Traite humaine: la législation algérienne conforme aux normes internationales
La législation algérienne relative à la lutte contre la traite humaine “est tout à fait conforme” aux normes internationales, a affirmé mardi à Amman l’expert onusien en législations relatives à la traite humaine, Mohamed Yahia matar, soulignant que la lutte contre ce phénomène se faisait avec “fermeté”.
La législation algérienne en matière de lutte contre la traite humaine “est conforme aux normes internationales, car elle présente une définition exhaustive du phénomène et en définit les cas. La justice et la société civile y font face avec fermeté”, a indiqué l’expert dans une déclaration à l’APS en marge du premier atelier régional de formation sur “le rôle des institutions nationales des droits de l’homme en matière de lutte contre la traite humaine”.
Le phénomène prend des formes différentes, même s’il n’est pas répandu autant que la mendicité et la prostitution, a-t-il dit.
Le professeur en études juridiques appliquées à l’université de Qatar a mis en avant la législation algérienne, car contenant “un bon chapitre au sein du code pénal” sur la lutte contre la traite humaine.

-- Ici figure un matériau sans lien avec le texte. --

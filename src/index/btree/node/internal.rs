use std::marker::PhantomData;

use byteorder::{ByteOrder, LittleEndian};

use super::{PageType, NODE_HEADER_SIZE};
use crate::common::types::{PageId, PAGE_SIZE};
use crate::index::btree::key::IndexKey;

const SLOTS_OFFSET: usize = NODE_HEADER_SIZE;
const CHILD_LEN: usize = 4;

fn slot_size<K: IndexKey>() -> usize {
    K::ENCODED_LEN + CHILD_LEN
}

fn slot_offset<K: IndexKey>(index: usize) -> usize {
    SLOTS_OFFSET + index * slot_size::<K>()
}

/// Read-only view of an internal node: `(key, child)` slots where `size`
/// counts children and the slot-0 key is a dummy. The subtree at slot `i`
/// holds keys in `[key_at(i), key_at(i + 1))`.
pub struct InternalRef<'a, K> {
    data: &'a [u8],
    _marker: PhantomData<K>,
}

impl<'a, K: IndexKey> InternalRef<'a, K> {
    pub fn new(data: &'a [u8]) -> Self {
        debug_assert_eq!(super::page_type(data), PageType::Internal);
        Self {
            data,
            _marker: PhantomData,
        }
    }

    /// Largest number of slots an internal page can physically hold.
    pub fn capacity() -> usize {
        (PAGE_SIZE - SLOTS_OFFSET) / slot_size::<K>()
    }

    pub fn size(&self) -> usize {
        super::size(self.data)
    }

    pub fn max_size(&self) -> usize {
        super::max_size(self.data)
    }

    pub fn min_size(&self) -> usize {
        super::internal_min_size(self.max_size())
    }

    pub fn key_at(&self, index: usize) -> K {
        debug_assert!(index >= 1 && index < self.size(), "slot 0 key is a dummy");
        K::decode(&self.data[slot_offset::<K>(index)..])
    }

    pub fn child_at(&self, index: usize) -> PageId {
        debug_assert!(index < self.size());
        LittleEndian::read_u32(&self.data[slot_offset::<K>(index) + K::ENCODED_LEN..])
    }

    /// The slot-0 key. Meaningless in a live node, but after
    /// `move_half_to` it holds the separator stranded there for the
    /// caller to push up.
    pub fn dummy_key(&self) -> K {
        K::decode(&self.data[slot_offset::<K>(0)..])
    }

    /// Slot index of the given child page, if it is one of ours.
    pub fn value_index(&self, child: PageId) -> Option<usize> {
        (0..self.size()).find(|&i| self.child_at(i) == child)
    }

    /// Child to descend into for `key`. The scan starts at slot 1 since
    /// slot 0 carries no key.
    pub fn lookup(&self, key: &K) -> PageId {
        let n = self.size();
        for i in 1..n {
            if *key < self.key_at(i) {
                return self.child_at(i - 1);
            }
        }
        self.child_at(n - 1)
    }

    /// All child page ids, in slot order.
    pub fn children(&self) -> Vec<PageId> {
        (0..self.size()).map(|i| self.child_at(i)).collect()
    }
}

/// Mutable view of an internal node.
pub struct InternalMut<'a, K> {
    data: &'a mut [u8],
    _marker: PhantomData<K>,
}

impl<'a, K: IndexKey> InternalMut<'a, K> {
    pub fn new(data: &'a mut [u8]) -> Self {
        debug_assert_eq!(super::page_type(data), PageType::Internal);
        Self {
            data,
            _marker: PhantomData,
        }
    }

    /// Stamp a fresh internal-node header onto the page and return the
    /// view. `max_size` must leave one spare physical slot: splits insert
    /// before dividing, transiently holding `max_size + 1` children.
    pub fn init(data: &'a mut [u8], page_id: PageId, parent: PageId, max_size: usize) -> Self {
        assert!(max_size >= 3, "internal max size too small");
        assert!(
            max_size < InternalRef::<K>::capacity(),
            "internal max size leaves no overflow slot"
        );
        super::set_page_type(data, PageType::Internal);
        super::set_size(data, 0);
        super::set_max_size(data, max_size);
        super::set_parent_page_id(data, parent);
        super::set_node_page_id(data, page_id);
        Self {
            data,
            _marker: PhantomData,
        }
    }

    pub fn as_ref(&self) -> InternalRef<'_, K> {
        InternalRef::new(self.data)
    }

    pub fn size(&self) -> usize {
        super::size(self.data)
    }

    pub fn key_at(&self, index: usize) -> K {
        self.as_ref().key_at(index)
    }

    pub fn child_at(&self, index: usize) -> PageId {
        self.as_ref().child_at(index)
    }

    pub fn set_key_at(&mut self, index: usize, key: &K) {
        debug_assert!(index >= 1 && index < self.size());
        let off = slot_offset::<K>(index);
        key.encode(&mut self.data[off..off + K::ENCODED_LEN]);
    }

    fn set_child_at(&mut self, index: usize, child: PageId) {
        let off = slot_offset::<K>(index) + K::ENCODED_LEN;
        LittleEndian::write_u32(&mut self.data[off..], child);
    }

    fn write_slot(&mut self, index: usize, key: &K, child: PageId) {
        let off = slot_offset::<K>(index);
        key.encode(&mut self.data[off..off + K::ENCODED_LEN]);
        LittleEndian::write_u32(&mut self.data[off + K::ENCODED_LEN..], child);
    }

    /// Turn an empty node into a root over exactly two children.
    pub fn populate_new_root(&mut self, left: PageId, key: &K, right: PageId) {
        debug_assert_eq!(self.size(), 0);
        self.set_child_at(0, left);
        self.write_slot(1, key, right);
        super::set_size(self.data, 2);
    }

    /// Insert `(key, new_child)` immediately after the slot holding
    /// `old_child`.
    pub fn insert_node_after(&mut self, old_child: PageId, key: &K, new_child: PageId) {
        let n = self.size();
        assert!(n < InternalRef::<K>::capacity(), "internal page overflow");
        let pos = self
            .as_ref()
            .value_index(old_child)
            .expect("split child must be present in its parent");
        let width = slot_size::<K>();
        self.data.copy_within(
            slot_offset::<K>(pos + 1)..slot_offset::<K>(n),
            slot_offset::<K>(pos + 1) + width,
        );
        self.write_slot(pos + 1, key, new_child);
        super::set_size(self.data, n + 1);
    }

    /// Remove the slot at `index` (separator key and child together).
    pub fn remove_at(&mut self, index: usize) {
        let n = self.size();
        debug_assert!(index < n);
        self.data
            .copy_within(slot_offset::<K>(index + 1)..slot_offset::<K>(n), slot_offset::<K>(index));
        super::set_size(self.data, n - 1);
    }

    /// Move the upper half of the slots to an empty recipient. The
    /// recipient's slot-0 key ends up holding the separator to push up.
    pub fn move_half_to(&mut self, recipient: &mut InternalMut<'_, K>) {
        debug_assert_eq!(recipient.size(), 0);
        let n = self.size();
        let mid = n / 2;
        let count = n - mid;
        recipient.data[slot_offset::<K>(0)..slot_offset::<K>(count)]
            .copy_from_slice(&self.data[slot_offset::<K>(mid)..slot_offset::<K>(n)]);
        super::set_size(self.data, mid);
        super::set_size(recipient.data, count);
    }

    /// Append every slot to `recipient`, reviving this node's dummy slot-0
    /// key with `middle_key` (the separator taken from the parent). Used on
    /// merge.
    pub fn move_all_to(&mut self, recipient: &mut InternalMut<'_, K>, middle_key: &K) {
        let n = self.size();
        let m = recipient.size();
        debug_assert!(m + n <= InternalRef::<K>::capacity());
        let off = slot_offset::<K>(0);
        middle_key.encode(&mut self.data[off..off + K::ENCODED_LEN]);
        recipient.data[slot_offset::<K>(m)..slot_offset::<K>(m + n)]
            .copy_from_slice(&self.data[slot_offset::<K>(0)..slot_offset::<K>(n)]);
        super::set_size(recipient.data, m + n);
        super::set_size(self.data, 0);
    }

    /// Detach and return the last `(key, child)` pair.
    pub fn pop_last(&mut self) -> (K, PageId) {
        let n = self.size();
        debug_assert!(n > 1);
        let key = K::decode(&self.data[slot_offset::<K>(n - 1)..]);
        let child = self.child_at(n - 1);
        super::set_size(self.data, n - 1);
        (key, child)
    }

    /// Shift every slot right and install `child` at slot 0. The caller
    /// must follow up with `set_key_at(1, ..)` to restore the separator of
    /// the slot that moved off the dummy position.
    pub fn push_front_child(&mut self, child: PageId) {
        let n = self.size();
        assert!(n < InternalRef::<K>::capacity(), "internal page overflow");
        let width = slot_size::<K>();
        self.data
            .copy_within(slot_offset::<K>(0)..slot_offset::<K>(n), slot_offset::<K>(0) + width);
        super::set_size(self.data, n + 1);
        self.set_child_at(0, child);
    }

    /// Append `(key, child)` as the new last slot.
    pub fn push_back(&mut self, key: &K, child: PageId) {
        let n = self.size();
        assert!(n < InternalRef::<K>::capacity(), "internal page overflow");
        self.write_slot(n, key, child);
        super::set_size(self.data, n + 1);
    }

    pub fn children(&self) -> Vec<PageId> {
        self.as_ref().children()
    }
}

#[cfg(test)]
mod tests {
    use super::*;
    use crate::common::types::INVALID_PAGE_ID;

    fn new_internal(buf: &mut [u8; PAGE_SIZE]) -> InternalMut<'_, u64> {
        InternalMut::init(buf, 1, INVALID_PAGE_ID, 4)
    }

    #[test]
    fn test_populate_and_lookup() {
        let mut buf = [0u8; PAGE_SIZE];
        let mut node = new_internal(&mut buf);
        node.populate_new_root(100, &10, 101);
        node.insert_node_after(101, &20, 102);
        node.insert_node_after(102, &30, 103);

        let view = node.as_ref();
        assert_eq!(view.size(), 4);
        assert_eq!(view.lookup(&5), 100);
        assert_eq!(view.lookup(&10), 101);
        assert_eq!(view.lookup(&15), 101);
        assert_eq!(view.lookup(&25), 102);
        assert_eq!(view.lookup(&35), 103);
        assert_eq!(view.value_index(102), Some(2));
        assert_eq!(view.value_index(999), None);
    }

    #[test]
    fn test_remove_at() {
        let mut buf = [0u8; PAGE_SIZE];
        let mut node = new_internal(&mut buf);
        node.populate_new_root(100, &10, 101);
        node.insert_node_after(101, &20, 102);

        node.remove_at(1);
        let view = node.as_ref();
        assert_eq!(view.size(), 2);
        assert_eq!(view.child_at(0), 100);
        assert_eq!(view.child_at(1), 102);
        assert_eq!(view.key_at(1), 20);
    }

    #[test]
    fn test_move_half_keeps_separator_in_dummy_slot() {
        let mut left_buf = [0u8; PAGE_SIZE];
        let mut right_buf = [0u8; PAGE_SIZE];
        let mut left = new_internal(&mut left_buf);
        let mut right = InternalMut::<u64>::init(&mut right_buf, 2, INVALID_PAGE_ID, 4);
        left.populate_new_root(100, &10, 101);
        left.insert_node_after(101, &20, 102);
        left.insert_node_after(102, &30, 103);
        left.insert_node_after(103, &40, 104);

        left.move_half_to(&mut right);
        assert_eq!(left.size(), 2);
        assert_eq!(right.size(), 3);
        // The separator that moves up is the key stranded in right's
        // dummy slot.
        assert_eq!(right.as_ref().dummy_key(), 20);
        assert_eq!(right.child_at(0), 102);
        assert_eq!(right.key_at(1), 30);
    }

    #[test]
    fn test_borrow_primitives() {
        let mut buf = [0u8; PAGE_SIZE];
        let mut node = new_internal(&mut buf);
        node.populate_new_root(100, &10, 101);
        node.insert_node_after(101, &20, 102);

        let (key, child) = node.pop_last();
        assert_eq!((key, child), (20, 102));
        assert_eq!(node.size(), 2);

        node.push_front_child(99);
        node.set_key_at(1, &5);
        assert_eq!(node.size(), 3);
        assert_eq!(node.child_at(0), 99);
        assert_eq!(node.key_at(1), 5);
        assert_eq!(node.child_at(1), 100);

        node.push_back(&30, 103);
        assert_eq!(node.size(), 4);
        assert_eq!(node.key_at(3), 30);
        assert_eq!(node.child_at(3), 103);
    }
}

Le code pénal algérien a pris en charge la criminalisation de la traite humaine à partir de l’article 300 bis 4 jusqu’a l’article 303 bis 15, ainsi que de le trafic d’organes à partir de l’article 303 bis 16 jusqu’à l’article 303 bis 29, en condamnant les coupables de ces crimes d’une peine allant de 3 à 10 ans assortie d’une amende estimée entre 300.000 DA et un million de DA.
En cas de circonstances aggravées, la loi algérienne condamne les coupables dans des affaires de traite humaine d’une peine d’emprisonnement allant de 5 à 15 ans assortie d’une amende estimée entre 500.000 à 1.500.000 de DA.
A une question concernant le nombre de cas de traite des personnes dans le monde arabe, l’expert onusien a indiqué que le recensement de tels cas “constitue une réelle problématique, en l’absence de recherches et de statistiques”, citant par ailleurs des statistiques de l’Organisation Internationale du travail affirmant l’existence de 600.000 cas par an dans les pays arabes.